Hey everyone, Jessica here.

Jei and I are working diligently on getting ready for our first Alpha Playtest in a few weeks.  9 people have already signed up and we anticipate more will register as we get close to the event.

I wanted to take a moment to share a little about Jei’s and my design philosophy for the setting that we are creating, and the art that we want to curate as part of this project.

We want to build a setting, a rules set, and a community with a core concept in mind: representation matters. Our world is diverse in gender, sexual orientation, race, ethnicity, and faith, yet mainstream society and institutions reinforce the concept that some lives matter more than others. The narrative that is thrown at us when we go to the movies, watch TV shows, or open magazines is that some people should be showcased more than others based on factors that they born with. The typical argument is that these forms of media need to make a profit, and what’s seen as profitable in mainstream society are white, cis bodies (though few will explicitly admit it).

[For those not familiar with the term, ‘cis’ means that you identify as the gender which you were designated with at the time of your birth.  For more research, Google is your friend.]

A fictional world where the Internet / networked computing ceases to work may feel like a post-apocalyptic setting to those whose voices are not elevated by mainstream society & media. The Internet has become an equalizer in how it allows people to share data and concepts quickly and to a broader audience. Those who seek to bring attention to inequality can use tools like Facebook and Twitter to bring attention to events that may not show up in the nightly news. Social media empowers those individuals to add context or change the narrative of a story that contains bias, or to rally others to show solidarity in the face of inequality.

By losing the Internet, those voices are muted, if not silenced completely.  The sense of solidarity is lost. Marginalized people are further isolated because they don’t see others like them.

Representation matters because it fights cultural currents that imply that some lives matter more than others. 
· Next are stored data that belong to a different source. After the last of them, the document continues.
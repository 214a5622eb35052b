pub mod aggregate;
pub mod config;
pub mod error;
pub mod rank;
pub mod requirements;
pub mod sensitivity;
pub mod types;
pub mod validation;

pub use aggregate::{aggregate, aggregate_all, total_weight, ScoreIndex, MISSING_SCORE_POLICY};
pub use config::*;
pub use error::ScoringError;
pub use rank::{find_component, rank};
pub use requirements::{check_requirements, low_confidence_scores, Bound, RequirementViolation};
pub use sensitivity::{adjusted_weight, analyze};
pub use types::*;
pub use validation::{
    validate_analysis, validate_study, MAX_SCORE, MAX_WEIGHT, MIN_SCORE, MIN_WEIGHT,
    RESERVED_CRITERION_NAMES,
};
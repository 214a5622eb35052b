use serde::Serialize;
use tracing::warn;

use super::types::{Criterion, CriterionScore};

#[derive(Debug, Clone, Copy, PartialEq, Eq, Serialize)]
#[serde(rename_all = "snake_case")]
pub enum Bound {
    Minimum,
    Maximum,
}

/// A measured value that falls outside a criterion's hard limit.
#[derive(Debug, Clone, PartialEq, Serialize)]
pub struct RequirementViolation {
    pub component_id: String,
    pub criterion: String,
    pub raw_value: f64,
    pub bound: Bound,
    pub limit: f64,
}

/// Compare every score's raw value against its criterion's requirements.
///
/// Scores without a raw value, or for criteria without limits, are skipped.
pub fn check_requirements(
    criteria: &[Criterion],
    scores: &[CriterionScore],
) -> Vec<RequirementViolation> {
    let mut violations = Vec::new();

    for score in scores {
        let Some(raw_value) = score.raw_value else {
            continue;
        };
        let Some(criterion) = criteria.iter().find(|c| c.id == score.criterion_id) else {
            continue;
        };

        let mut push = |bound, limit| {
            violations.push(RequirementViolation {
                component_id: score.component_id.clone(),
                criterion: criterion.name.clone(),
                raw_value,
                bound,
                limit,
            })
        };
        if let Some(min) = criterion.minimum_requirement {
            if raw_value < min {
                push(Bound::Minimum, min);
            }
        }
        if let Some(max) = criterion.maximum_requirement {
            if raw_value > max {
                push(Bound::Maximum, max);
            }
        }
    }

    violations
}

/// Scores whose extraction confidence is below `threshold`.
/// Manually adjusted scores are trusted regardless of confidence.
pub fn low_confidence_scores(scores: &[CriterionScore], threshold: f64) -> Vec<&CriterionScore> {
    let flagged: Vec<&CriterionScore> = scores
        .iter()
        .filter(|s| !s.manually_adjusted)
        .filter(|s| s.extraction_confidence.is_some_and(|c| c < threshold))
        .collect();

    for score in &flagged {
        warn!(
            component = %score.component_id,
            criterion = %score.criterion_id,
            confidence = ?score.extraction_confidence,
            "low confidence score"
        );
    }
    flagged
}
We’ve seen backlash when those of marginalized groups (specifically women or people are color) were cast in roles where the characters were traditionally white and male.  I get it – as a geek, I too get the lizard-brain reaction of “Oh my god they are messing with the thing I like, thus they are messing with me! Must lash out!!!” However, I took a deep breath and pondered why it was such a big deal for Z character to be presented as white / male / heterosexual. Having a black, female Ghostbuster does not change the genre. A female Doctor does not change the genre. If anything, it adds to those stories by allowing viewers to see those genres through a more complex lens.

Initial Sketch: Mysteries Brawler Credit: http://shadowfane.tumblr.com/

How does this all play into Sidereal Sanctuaries? As mentioned before, Jei and I are concerned about representation. This means that we have a lot of legwork ahead of us in building bridges with various geek communities so that we show diversity without tokenizing.  As we look at fundraising, we are budgeting for sensitivity readers so that we don’t accidentally harm those who are are already marginalized and underrepresented.
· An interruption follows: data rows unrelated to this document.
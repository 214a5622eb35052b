use serde::Serialize;
use tracing::debug;

use crate::scoring::{
    adjusted_weight, analyze, ComponentScore, Criterion, ScoringError, SensitivityResult,
    TieBreak,
};

/// Leaders for one criterion when its weight moves down and up.
#[derive(Debug, Clone, Serialize, PartialEq)]
pub struct TornadoRow {
    pub criterion: String,
    pub weight: f64,
    pub decreased_weight: f64,
    pub increased_weight: f64,
    /// Top components after lowering the weight
    pub decreased: Vec<SensitivityResult>,
    /// Top components after raising the weight
    pub increased: Vec<SensitivityResult>,
}

/// Top `top_n` components per criterion under `-delta` and `+delta`.
///
/// The sign of `delta` is ignored; both directions are always computed.
pub fn tornado_rows(
    criteria: &[Criterion],
    ranked: &[ComponentScore],
    delta: f64,
    top_n: usize,
    tie_break: TieBreak,
) -> Result<Vec<TornadoRow>, ScoringError> {
    let delta = delta.abs();

    let rows = criteria
        .iter()
        .map(|criterion| {
            let mut decreased = analyze(criteria, ranked, &criterion.name, -delta, tie_break)?;
            let mut increased = analyze(criteria, ranked, &criterion.name, delta, tie_break)?;
            decreased.truncate(top_n);
            increased.truncate(top_n);

            Ok(TornadoRow {
                criterion: criterion.name.clone(),
                weight: criterion.weight,
                decreased_weight: adjusted_weight(criterion.weight, -delta),
                increased_weight: adjusted_weight(criterion.weight, delta),
                decreased,
                increased,
            })
        })
        .collect::<Result<Vec<_>, ScoringError>>()?;

    debug!(criteria = rows.len(), delta, top_n, "built tornado rows");
    Ok(rows)
}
We are also focused on representation within the art for our project. A few weeks ago, we paid a freelance artist to create our first character concept sketch.  (For those who are looking for an artist – I highly recommend working with Tara / Shim Studios – she has amazing talent and was great to work with!). She quickly gave us an initial sketch for the project: a Mysteries Brawler (a fae/fairy fighter-type character for those of you who aren’t familiar with our game). I wanted the character to be female because very rarely do we see images of female fighters with practical armor.
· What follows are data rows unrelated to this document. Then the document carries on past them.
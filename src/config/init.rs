use anyhow::{Context, Result};
use std::io::{BufRead, Write};
use std::path::Path;

use crate::scoring::{Component, Criterion, MAX_WEIGHT, MIN_WEIGHT, RESERVED_CRITERION_NAMES};
use crate::study::{save_study, StudyFile};

/// Line-based prompt over any reader/writer pair, so the wizard can be driven
/// from tests.
struct Prompter<R, W> {
    input: R,
    output: W,
}

impl<R: BufRead, W: Write> Prompter<R, W> {
    /// Prompt user with a message and return their trimmed input.
    fn prompt(&mut self, message: &str) -> Result<String> {
        write!(self.output, "{}", message).context("Failed to write prompt")?;
        self.output.flush().context("Failed to flush stdout")?;
        let mut line = String::new();
        let read = self
            .input
            .read_line(&mut line)
            .context("Failed to read input")?;
        if read == 0 {
            anyhow::bail!("Input closed before the wizard finished");
        }
        Ok(line.trim().to_string())
    }

    /// Prompt user with a message and a default value. Returns default if input is empty.
    fn prompt_with_default(&mut self, message: &str, default: &str) -> Result<String> {
        let input = self.prompt(&format!("{} [{}]: ", message, default))?;
        if input.is_empty() {
            Ok(default.to_string())
        } else {
            Ok(input)
        }
    }

    /// Prompt user with a yes/no question. Returns bool based on input and default.
    fn prompt_yes_no(&mut self, message: &str, default_yes: bool) -> Result<bool> {
        let hint = if default_yes { "Y/n" } else { "y/N" };
        let input = self.prompt(&format!("{} [{}]: ", message, hint))?;
        let input = input.to_lowercase();
        if input.is_empty() {
            Ok(default_yes)
        } else {
            Ok(input == "y" || input == "yes")
        }
    }

    fn say(&mut self, text: &str) -> Result<()> {
        writeln!(self.output, "{}", text).context("Failed to write output")
    }
}

/// Lowercase id derived from a display name ("Noise Figure" -> "noise-figure").
fn slug(name: &str) -> String {
    let mut slug = String::new();
    for c in name.trim().chars() {
        if c.is_alphanumeric() {
            slug.extend(c.to_lowercase());
        } else if !slug.ends_with('-') && !slug.is_empty() {
            slug.push('-');
        }
    }
    slug.trim_end_matches('-').to_string()
}

/// Make `base` unique among `taken` by appending a counter.
fn unique_id(base: String, taken: &[String]) -> String {
    let base = if base.is_empty() { "item".to_string() } else { base };
    if !taken.contains(&base) {
        return base;
    }
    let mut n = 2;
    loop {
        let candidate = format!("{}-{}", base, n);
        if !taken.contains(&candidate) {
            return candidate;
        }
        n += 1;
    }
}

/// Ask for study name, criteria and components. Scores are left empty: they
/// come from datasheet extraction or manual entry afterwards.
fn build_study<R: BufRead, W: Write>(prompter: &mut Prompter<R, W>) -> Result<StudyFile> {
    let name = prompter.prompt_with_default("Study name", "Trade study")?;

    prompter.say("")?;
    prompter.say("Criteria are the dimensions every candidate is scored on (0-10).")?;
    prompter.say(&format!(
        "Weights use a {}-{} scale: higher means the criterion matters more.",
        MIN_WEIGHT, MAX_WEIGHT
    ))?;
    prompter.say("Leave the name blank when you are done.")?;

    let mut criteria: Vec<Criterion> = Vec::new();
    loop {
        let criterion_name = prompter.prompt("Criterion name: ")?;
        if criterion_name.is_empty() {
            if criteria.is_empty() {
                prompter.say("  At least one criterion is required.")?;
                continue;
            }
            break;
        }
        if criteria.iter().any(|c| c.name == criterion_name) {
            prompter.say("  A criterion with that name already exists.")?;
            continue;
        }
        if RESERVED_CRITERION_NAMES.contains(&criterion_name.as_str()) {
            prompter.say("  That name is reserved for export columns.")?;
            continue;
        }

        let weight = loop {
            let input = prompter.prompt_with_default("  Weight", "5")?;
            match input.parse::<f64>() {
                Ok(w) if (MIN_WEIGHT..=MAX_WEIGHT).contains(&w) => break w,
                _ => prompter.say(&format!(
                    "  Invalid: must be a number from {} to {}. Try again.",
                    MIN_WEIGHT, MAX_WEIGHT
                ))?,
            }
        };
        let unit = prompter.prompt("  Unit (optional): ")?;
        let higher_is_better = prompter.prompt_yes_no("  Higher is better?", true)?;

        let taken: Vec<String> = criteria.iter().map(|c| c.id.clone()).collect();
        let id = unique_id(slug(&criterion_name), &taken);
        criteria.push(Criterion {
            unit: (!unit.is_empty()).then_some(unit),
            higher_is_better,
            ..Criterion::new(id, criterion_name, weight)
        });
    }

    prompter.say("")?;
    prompter.say("Now add the candidate components. Leave the manufacturer blank when you are done.")?;

    let mut components: Vec<Component> = Vec::new();
    loop {
        let manufacturer = prompter.prompt("Manufacturer: ")?;
        if manufacturer.is_empty() {
            break;
        }
        let part_number = loop {
            let p = prompter.prompt("  Part number: ")?;
            if !p.is_empty() {
                break p;
            }
            prompter.say("  Part number is required.")?;
        };

        let taken: Vec<String> = components.iter().map(|c| c.id.clone()).collect();
        let id = unique_id(slug(&format!("{} {}", manufacturer, part_number)), &taken);
        components.push(Component::new(id, manufacturer, part_number));
    }

    Ok(StudyFile {
        name: Some(name),
        criteria,
        components,
        scores: Vec::new(),
        analysis: None,
    })
}

/// Run the interactive init wizard to create a study file at `path`.
pub fn run_init_wizard(path: &Path) -> Result<()> {
    let stdin = std::io::stdin();
    let mut prompter = Prompter {
        input: stdin.lock(),
        output: std::io::stdout(),
    };

    prompter.say("")?;
    prompter.say("Trade Study Wizard")?;
    prompter.say("==================")?;
    prompter.say("")?;

    // Check if file already exists
    if path.exists() {
        let overwrite = prompter.prompt_yes_no(
            &format!("Study already exists at {}. Overwrite?", path.display()),
            false,
        )?;
        if !overwrite {
            prompter.say("Aborted.")?;
            return Ok(());
        }
    }

    let study = build_study(&mut prompter)?;
    save_study(path, &study)?;

    prompter.say("")?;
    prompter.say(&format!(
        "Study written to {} ({} criteria, {} components)",
        path.display(),
        study.criteria.len(),
        study.components.len()
    ))?;
    prompter.say("Add scores under `scores:` and run `trade-study rank` to get started.")?;

    Ok(())
}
After we received the line art, we were asked “the question”: what skin color?

My response was to share the Wikipedia page for Michelle Rodriguez – one of the actresses in the Fast and the Furious franchise.  To be more specific – an actress in that franchise who spoke up about the need for better representation of women within The Fast and the Furious franchise.

When it comes to representation – we can always do better and we must continue to challenge ourselves to do better.  My goal with this project is to create a game where gamers of various ethnic backgrounds and gender identities feel they have a seat at the table, and see people like them as part of the setting (without being seen as “exotic”).